The origins of Halloween, also known as All Souls´Night, lie in the Celtic festival of Samhain, (a Gaelic word meaning summer´s end) which marked the end of summer and the harvest. Bonfires were lit, often to provide light for those bringing in livestock from the fields or mountains to be slaughtered for winter. On this day, the Celts believed that the door to the underworld was opened, letting in spirits. They would hold a feast, setting a place for any deceased relatives, as they were believed to visit home on this day. Malevolent spirits entered the earthly realm as well and people would dress in costume in order to confuse these spirits. This evolved into the custom of visiting houses to collect food for the feast while in costume, a precursor to trick-or-treating.
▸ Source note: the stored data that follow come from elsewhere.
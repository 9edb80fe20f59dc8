//! Logging initialization.
//!
//! The session crates only emit `tracing` events. Applications embedding them
//! call [`init_logging`] once at startup to decide where those events go.

use tracing_subscriber::util::SubscriberInitExt;
use tracing_subscriber::EnvFilter;

/// Output format for the fmt subscriber.
#[derive(Debug, Clone, Copy, PartialEq, Eq)]
pub enum LogFormat {
    /// Single-line human readable output.
    Compact,
    /// One JSON object per line.
    Json,
}

impl LogFormat {
    /// Read the format from `DOCFILL_LOG_FORMAT` (`json` or anything else).
    pub fn from_env() -> Self {
        match std::env::var("DOCFILL_LOG_FORMAT")
            .unwrap_or_default()
            .trim()
            .to_ascii_lowercase()
            .as_str()
        {
            "json" => LogFormat::Json,
            _ => LogFormat::Compact,
        }
    }
}

/// Initialize the global tracing subscriber.
///
/// `RUST_LOG` takes precedence over `level`. Calling this more than once is
/// harmless: later calls leave the first subscriber in place.
///
/// ```ignore
/// docfill_config::init_logging("info");
/// tracing::info!("client started");
/// ```
pub fn init_logging(level: &str) {
    let filter = EnvFilter::try_from_default_env()
        .unwrap_or_else(|_| EnvFilter::new(parse_level(level).as_str().to_ascii_lowercase()));

    let result = match LogFormat::from_env() {
        LogFormat::Json => tracing_subscriber::fmt()
            .with_env_filter(filter)
            .with_target(true)
            .json()
            .finish()
            .try_init(),
        LogFormat::Compact => tracing_subscriber::fmt()
            .with_env_filter(filter)
            .with_target(true)
            .compact()
            .finish()
            .try_init(),
    };

    if result.is_err() {
        tracing::debug!("Tracing subscriber already installed");
    }
}

/// Parse a log level string into a tracing Level.
pub fn parse_level(level: &str) -> tracing::Level {
    match level.to_lowercase().as_str() {
        "trace" => tracing::Level::TRACE,
        "debug" => tracing::Level::DEBUG,
        "info" => tracing::Level::INFO,
        "warn" | "warning" => tracing::Level::WARN,
        "error" => tracing::Level::ERROR,
        _ => tracing::Level::INFO,
    }
}
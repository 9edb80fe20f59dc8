//! Reads and writes the session record under a single storage key.

use crate::migration::{migrate, CURRENT_VERSION};
use crate::{KeyValueStorage, PersistedSession, RecordEnvelope, StorageResult};
use serde_json::Value;
use std::sync::Arc;
use tracing::{debug, warn};

/// High-level API over the durable session record.
#[derive(Clone)]
pub struct SessionRecordStore {
    storage: Arc<dyn KeyValueStorage>,
    key: String,
}

impl SessionRecordStore {
    /// Create a store writing under `key`.
    pub fn new(storage: Arc<dyn KeyValueStorage>, key: impl Into<String>) -> Self {
        Self {
            storage,
            key: key.into(),
        }
    }

    /// Storage key of the record.
    pub fn key(&self) -> &str {
        &self.key
    }

    /// Load and migrate the record.
    ///
    /// A missing, corrupt, or unsupported record loads as the empty record:
    /// startup must always be able to proceed. Only backend failures error.
    pub fn load(&self) -> StorageResult<PersistedSession> {
        let Some(raw) = self.storage.get(&self.key)? else {
            debug!(key = %self.key, "No persisted session record");
            return Ok(PersistedSession::default());
        };

        match Self::decode(&raw) {
            Ok(record) => Ok(record),
            Err(e) => {
                warn!(key = %self.key, error = %e, "Discarding unreadable session record");
                Ok(PersistedSession::default())
            }
        }
    }

    fn decode(raw: &str) -> StorageResult<PersistedSession> {
        let value: Value = serde_json::from_str(raw)?;
        let (version, state) = match value {
            Value::Object(mut map) if map.contains_key("state") => {
                let version = map
                    .get("version")
                    .and_then(Value::as_u64)
                    .and_then(|v| u32::try_from(v).ok())
                    .unwrap_or(0);
                let state = map.remove("state").unwrap_or(Value::Null);
                (version, state)
            }
            // Records written before the envelope existed.
            other => (0, other),
        };

        let state = migrate(version, state)?;
        Ok(serde_json::from_value(state)?)
    }

    /// Write the record at the current schema version.
    pub fn save(&self, record: &PersistedSession) -> StorageResult<()> {
        let envelope = RecordEnvelope {
            version: CURRENT_VERSION,
            state: record.clone(),
        };
        let raw = serde_json::to_string(&envelope)?;
        self.storage.set(&self.key, &raw)
    }

    /// Remove the record entirely.
    pub fn clear(&self) -> StorageResult<()> {
        self.storage.remove(&self.key)?;
        Ok(())
    }

    /// Raw stored text, for inspection.
    pub fn raw(&self) -> StorageResult<Option<String>> {
        self.storage.get(&self.key)
    }
}

#[cfg(test)]
mod tests {
    use super::*;
    use crate::{MemoryStorage, TokenMetadata, User};

    fn store() -> (Arc<MemoryStorage>, SessionRecordStore) {
        let storage = Arc::new(MemoryStorage::new());
        let store = SessionRecordStore::new(storage.clone(), "auth-storage");
        (storage, store)
    }

    #[test]
    fn test_missing_record_loads_default() {
        let (_, store) = store();
        assert_eq!(store.load().unwrap(), PersistedSession::default());
    }

    #[test]
    fn test_save_then_load() {
        let (_, store) = store();
        let record = PersistedSession {
            user: Some(User {
                id: "user-1".to_string(),
                email: "jane@example.com".to_string(),
                full_name: Some("Jane".to_string()),
                role: None,
                email_verified: true,
            }),
            tokens: Some(TokenMetadata {
                expires_in: 900,
                token_type: "Bearer".to_string(),
            }),
            session_indicator: true,
            remember_me: true,
            ..Default::default()
        };

        store.save(&record).unwrap();
        assert_eq!(store.load().unwrap(), record);

        let raw = store.raw().unwrap().unwrap();
        assert!(raw.contains(r#""version":2"#));
    }

    #[test]
    fn test_corrupt_record_loads_default() {
        let (storage, store) = store();
        storage.set("auth-storage", "{not json").unwrap();
        assert_eq!(store.load().unwrap(), PersistedSession::default());
    }

    #[test]
    fn test_future_version_loads_default() {
        let (storage, store) = store();
        storage
            .set(
                "auth-storage",
                r#"{"version":99,"state":{"sessionIndicator":true}}"#,
            )
            .unwrap();
        assert!(!store.load().unwrap().session_indicator);
    }

    #[test]
    fn test_unversioned_legacy_record_is_migrated() {
        let (storage, store) = store();
        storage
            .set(
                "auth-storage",
                r#"{"isAuthenticated":true,"accessToken":"legacy","lockout":{"attempts":2}}"#,
            )
            .unwrap();

        let record = store.load().unwrap();
        assert!(record.session_indicator);
        assert_eq!(record.login_attempts, 2);
    }

    #[test]
    fn test_clear_removes_record() {
        let (storage, store) = store();
        store.save(&PersistedSession::default()).unwrap();
        store.clear().unwrap();
        assert!(!storage.has("auth-storage").unwrap());
    }
}
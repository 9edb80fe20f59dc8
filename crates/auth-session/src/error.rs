//! Authentication error types and classification.
//!
//! Transport failures arrive as one uniform [`ApiError`] shape. [`classify`]
//! turns that shape into the [`AuthError`] taxonomy callers match on.

use serde::{Deserialize, Serialize};
use thiserror::Error;

/// Server error codes the classifier understands.
pub mod codes {
    pub const INVALID_CREDENTIALS: &str = "INVALID_CREDENTIALS";
    pub const ACCOUNT_DEACTIVATED: &str = "ACCOUNT_DEACTIVATED";
    pub const FORBIDDEN: &str = "FORBIDDEN";
    pub const EMAIL_EXISTS: &str = "EMAIL_EXISTS";
    pub const RATE_LIMIT: &str = "RATE_LIMIT";
    pub const ACCOUNT_LOCKED: &str = "ACCOUNT_LOCKED";
    pub const AUTH_ERROR: &str = "AUTH_ERROR";
}

/// Server-reported lockout information attached to a failed login.
#[derive(Debug, Clone, PartialEq, Eq, Serialize, Deserialize)]
#[serde(rename_all = "camelCase")]
pub struct ServerLockout {
    pub is_locked: bool,
    #[serde(default)]
    pub attempts_remaining: Option<u32>,
    /// Milliseconds since the Unix epoch.
    #[serde(default)]
    pub lockout_expires_at: Option<i64>,
}

/// Uniform error shape returned by the transport layer.
#[derive(Error, Debug, Clone, PartialEq, Eq, Serialize, Deserialize)]
#[error("{message}")]
#[serde(rename_all = "camelCase")]
pub struct ApiError {
    /// HTTP status, absent when the request never got a response.
    pub status: Option<u16>,
    /// Machine-readable server code.
    pub code: Option<String>,
    pub message: String,
    #[serde(default)]
    pub lockout: Option<ServerLockout>,
}

impl ApiError {
    /// Error carrying an HTTP status.
    pub fn new(status: u16, message: impl Into<String>) -> Self {
        Self {
            status: Some(status),
            code: None,
            message: message.into(),
            lockout: None,
        }
    }

    /// Failure before any response was received.
    pub fn network(message: impl Into<String>) -> Self {
        Self {
            status: None,
            code: None,
            message: message.into(),
            lockout: None,
        }
    }

    /// Attach a server error code.
    pub fn with_code(mut self, code: impl Into<String>) -> Self {
        self.code = Some(code.into());
        self
    }

    /// Attach server lockout details.
    pub fn with_lockout(mut self, lockout: ServerLockout) -> Self {
        self.lockout = Some(lockout);
        self
    }

    /// True for HTTP 401.
    pub fn is_unauthorized(&self) -> bool {
        self.status == Some(401)
    }

    /// Lockout signal carried by this error, if any.
    ///
    /// A bare `ACCOUNT_LOCKED` code without details still counts as a lock.
    pub fn server_lockout(&self) -> Option<ServerLockout> {
        match (&self.lockout, self.code.as_deref()) {
            (Some(lockout), _) => Some(lockout.clone()),
            (None, Some(codes::ACCOUNT_LOCKED)) => Some(ServerLockout {
                is_locked: true,
                attempts_remaining: Some(0),
                lockout_expires_at: None,
            }),
            _ => None,
        }
    }
}

/// Which auth operation produced an error; status codes mean different things per call.
#[derive(Debug, Clone, Copy, PartialEq, Eq)]
pub enum AuthOperation {
    Login,
    Register,
    Refresh,
    CurrentUser,
    Logout,
    PasswordReset,
}

/// Authentication error type.
#[derive(Error, Debug, Clone, PartialEq, Eq)]
pub enum AuthError {
    /// Wrong email or password
    #[error("Invalid credentials: {0}")]
    InvalidCredentials(String),

    /// Account disabled server-side; the user must contact support
    #[error("Account deactivated: {0}")]
    AccountDeactivated(String),

    /// Other 403, message passed through from the server
    #[error("{0}")]
    Forbidden(String),

    /// Registration with an email that already has an account
    #[error("Email already registered: {0}")]
    EmailExists(String),

    /// Too many requests
    #[error("Rate limited: {0}")]
    RateLimited(String),

    /// Locked by the server or by the client-side counter
    #[error("Account locked: {message}")]
    AccountLocked {
        message: String,
        lockout_expires_at: Option<i64>,
    },

    /// Anything the classifier does not recognise
    #[error("Authentication error: {0}")]
    Auth(String),

    /// Refresh failed and the session was ended
    #[error("Session expired")]
    SessionExpired,

    /// The session was cleared or replaced while a refresh was in flight
    #[error("Session was cleared while a refresh was in flight")]
    SessionCleared,

    /// No usable access token
    #[error("Not logged in")]
    NotLoggedIn,

    /// A protected request failed for a reason other than authentication
    #[error("Request failed: {0}")]
    Request(ApiError),

    /// Durable storage failed
    #[error("Storage error: {0}")]
    Storage(String),

    /// Configuration could not be loaded or is invalid
    #[error("Configuration error: {0}")]
    Config(String),
}

impl AuthError {
    /// Stable code for UI layers.
    pub fn code(&self) -> &'static str {
        match self {
            AuthError::InvalidCredentials(_) => codes::INVALID_CREDENTIALS,
            AuthError::AccountDeactivated(_) => codes::ACCOUNT_DEACTIVATED,
            AuthError::Forbidden(_) => codes::FORBIDDEN,
            AuthError::EmailExists(_) => codes::EMAIL_EXISTS,
            AuthError::RateLimited(_) => codes::RATE_LIMIT,
            AuthError::AccountLocked { .. } => codes::ACCOUNT_LOCKED,
            AuthError::Auth(_) => codes::AUTH_ERROR,
            AuthError::SessionExpired => "SESSION_EXPIRED",
            AuthError::SessionCleared => "SESSION_CLEARED",
            AuthError::NotLoggedIn => "NOT_LOGGED_IN",
            AuthError::Request(_) => "REQUEST_FAILED",
            AuthError::Storage(_) => "STORAGE_ERROR",
            AuthError::Config(_) => "CONFIG_ERROR",
        }
    }

    /// Returns true if the user can resolve this by retrying or changing input.
    pub fn is_recoverable(&self) -> bool {
        matches!(
            self,
            AuthError::InvalidCredentials(_)
                | AuthError::EmailExists(_)
                | AuthError::RateLimited(_)
                | AuthError::AccountLocked { .. }
        )
    }

    /// Returns true if this error is transient and the operation can be retried.
    pub fn is_transient(&self) -> bool {
        match self {
            AuthError::Request(e) => e.status.map_or(true, |s| s >= 500),
            AuthError::RateLimited(_) => true,
            _ => false,
        }
    }
}

impl From<session_storage::StorageError> for AuthError {
    fn from(err: session_storage::StorageError) -> Self {
        AuthError::Storage(err.to_string())
    }
}

impl From<docfill_config::CoreError> for AuthError {
    fn from(err: docfill_config::CoreError) -> Self {
        AuthError::Config(err.to_string())
    }
}

/// Classify a transport error for the operation that produced it.
pub fn classify(operation: AuthOperation, error: &ApiError) -> AuthError {
    let message = error.message.clone();

    if let Some(lockout) = error.server_lockout().filter(|l| l.is_locked) {
        return AuthError::AccountLocked {
            message,
            lockout_expires_at: lockout.lockout_expires_at,
        };
    }

    match (error.status, operation) {
        (Some(401), AuthOperation::Login) => AuthError::InvalidCredentials(message),
        (Some(403), _) if error.code.as_deref() == Some(codes::ACCOUNT_DEACTIVATED) => {
            AuthError::AccountDeactivated(message)
        }
        (Some(403), _) => AuthError::Forbidden(message),
        (Some(409), AuthOperation::Register) => AuthError::EmailExists(message),
        (Some(429), _) => AuthError::RateLimited(message),
        _ => AuthError::Auth(message),
    }
}

/// Result type alias using AuthError.
pub type AuthResult<T> = Result<T, AuthError>;
//! Core error types for configuration and path handling.

use thiserror::Error;

/// Core error type for configuration operations.
#[derive(Error, Debug)]
pub enum CoreError {
    /// Configuration error
    #[error("Configuration error: {0}")]
    Config(String),

    /// IO error
    #[error("IO error: {0}")]
    Io(#[from] std::io::Error),

    /// URL parsing error
    #[error("Invalid URL: {0}")]
    InvalidUrl(#[from] url::ParseError),

    /// JSON serialization/deserialization error
    #[error("JSON error: {0}")]
    Json(#[from] serde_json::Error),

    /// Path error (e.g., home directory not found)
    #[error("Path error: {0}")]
    Path(String),
}

/// Result type alias using CoreError.
pub type CoreResult<T> = Result<T, CoreError>;
//! Loading-stage state machine using rust-fsm.
//!
//! The stage tells the UI whether it may decide between "show login" and
//! "show app". Only `Ready` is decisive; the other stages mean startup
//! rehydration has not finished yet.
//!
//! ## State Diagram
//!
//! ```text
//! ┌─────────────────┐  Complete
//! │      Idle       │ ─────────────────────────────┐
//! └────────┬────────┘                              │
//!          │ Rehydrate                             │
//!          ▼                                       │
//! ┌─────────────────┐  Complete                    │
//! │   Rehydrating   │ ──────────────────────────┐  │
//! └────────┬────────┘                           │  │
//!          │ Validate                           │  │
//!          ▼                                    ▼  ▼
//! ┌─────────────────┐  Complete         ┌─────────────────┐
//! │   Validating    │ ────────────────► │      Ready      │
//! └─────────────────┘                   └────────┬────────┘
//!          ▲                                     │ Rehydrate
//!          └──────────── (via Rehydrating) ◄─────┘
//! ```

use rust_fsm::*;
use serde::{Deserialize, Serialize};

state_machine! {
    #[derive(Debug, Clone, PartialEq, Eq)]
    pub session_machine(Idle)

    Idle => {
        Rehydrate => Rehydrating,
        Complete => Ready
    },
    Rehydrating => {
        // Waiting on the network to prove the session
        Validate => Validating,
        // Nothing to prove
        Complete => Ready
    },
    Validating => {
        Complete => Ready
    },
    Ready => {
        Rehydrate => Rehydrating,
        // Login, logout and refresh outcomes keep the stage decisive
        Complete => Ready
    }
}

pub use session_machine::Input as SessionMachineInput;
pub use session_machine::State as SessionMachineState;
pub use session_machine::StateMachine as SessionMachine;

/// Loading stage exposed to consumers.
#[derive(Debug, Clone, Copy, PartialEq, Eq, Hash, Serialize, Deserialize)]
#[serde(rename_all = "lowercase")]
pub enum LoadingStage {
    /// Nothing has happened yet.
    Idle,
    /// Startup rehydration is running.
    Rehydrating,
    /// A network call is proving the session.
    Validating,
    /// Authentication state is settled.
    Ready,
}

impl LoadingStage {
    /// True while the UI must not decide between login and app.
    pub fn is_pending(&self) -> bool {
        !matches!(self, LoadingStage::Ready)
    }
}

impl From<&SessionMachineState> for LoadingStage {
    fn from(state: &SessionMachineState) -> Self {
        match state {
            SessionMachineState::Idle => LoadingStage::Idle,
            SessionMachineState::Rehydrating => LoadingStage::Rehydrating,
            SessionMachineState::Validating => LoadingStage::Validating,
            SessionMachineState::Ready => LoadingStage::Ready,
        }
    }
}

/// Build a machine positioned at `stage`.
pub(crate) fn machine_at(stage: LoadingStage) -> SessionMachine {
    let mut machine = SessionMachine::new();
    let path: &[SessionMachineInput] = match stage {
        LoadingStage::Idle => &[],
        LoadingStage::Rehydrating => &[SessionMachineInput::Rehydrate],
        LoadingStage::Validating => &[SessionMachineInput::Rehydrate, SessionMachineInput::Validate],
        LoadingStage::Ready => &[SessionMachineInput::Complete],
    };
    for input in path {
        // Every path above is valid from Idle.
        let _ = machine.consume(input);
    }
    machine
}
//! File-backed storage: one file per key inside a directory.

use crate::{KeyValueStorage, StorageError, StorageResult};
use parking_lot::Mutex;
use std::fs;
use std::io::ErrorKind;
use std::path::{Path, PathBuf};

/// Stores each key as `<dir>/<key>.json`.
///
/// Writes go through a temporary file and a rename so a crash never leaves a
/// half-written record behind.
#[derive(Debug)]
pub struct FileStorage {
    dir: PathBuf,
    write_lock: Mutex<()>,
}

impl FileStorage {
    /// Open (and create if needed) a storage directory.
    pub fn new(dir: impl Into<PathBuf>) -> StorageResult<Self> {
        let dir = dir.into();
        fs::create_dir_all(&dir)?;
        Ok(Self {
            dir,
            write_lock: Mutex::new(()),
        })
    }

    /// Directory backing this store.
    pub fn dir(&self) -> &Path {
        &self.dir
    }

    fn path_for(&self, key: &str) -> StorageResult<PathBuf> {
        let valid = !key.is_empty()
            && key
                .chars()
                .all(|c| c.is_ascii_alphanumeric() || matches!(c, '-' | '_' | '.'))
            && !key.starts_with('.');
        if !valid {
            return Err(StorageError::InvalidKey(key.to_string()));
        }
        Ok(self.dir.join(format!("{key}.json")))
    }
}

impl KeyValueStorage for FileStorage {
    fn set(&self, key: &str, value: &str) -> StorageResult<()> {
        let path = self.path_for(key)?;
        let tmp = path.with_extension("json.tmp");

        let _guard = self.write_lock.lock();
        fs::write(&tmp, value)?;
        fs::rename(&tmp, &path)?;
        Ok(())
    }

    fn get(&self, key: &str) -> StorageResult<Option<String>> {
        let path = self.path_for(key)?;
        match fs::read_to_string(&path) {
            Ok(content) => Ok(Some(content)),
            Err(e) if e.kind() == ErrorKind::NotFound => Ok(None),
            Err(e) => Err(e.into()),
        }
    }

    fn remove(&self, key: &str) -> StorageResult<bool> {
        let path = self.path_for(key)?;

        let _guard = self.write_lock.lock();
        match fs::remove_file(&path) {
            Ok(()) => Ok(true),
            Err(e) if e.kind() == ErrorKind::NotFound => Ok(false),
            Err(e) => Err(e.into()),
        }
    }
}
I don´t know exactly when Halloween became sanitized, commercialized and family friendly but a poem written by the American Edith Wharton in 1903 seems to indicate that it still retained its most sinister connotations around that time. Read the first verse and judge for yourself.
A thin moon faints in the sky o’erhead,
And dumb in the churchyard lie the dead.
Walk we not, Sweet, by garden ways,
Where the late rose hangs and the phlox delays,
But forth of the gate and down the road,
Past the church and the yews, to their dim abode.
For it’s turn of the year and All Souls’ night,
When the dead can hear and the dead have sight.
I wonder if she had something like this in mind.
By the way, if you´re a beginner and would like to know how relatively easy it was to create the above collage, watch this space and I´ll show you....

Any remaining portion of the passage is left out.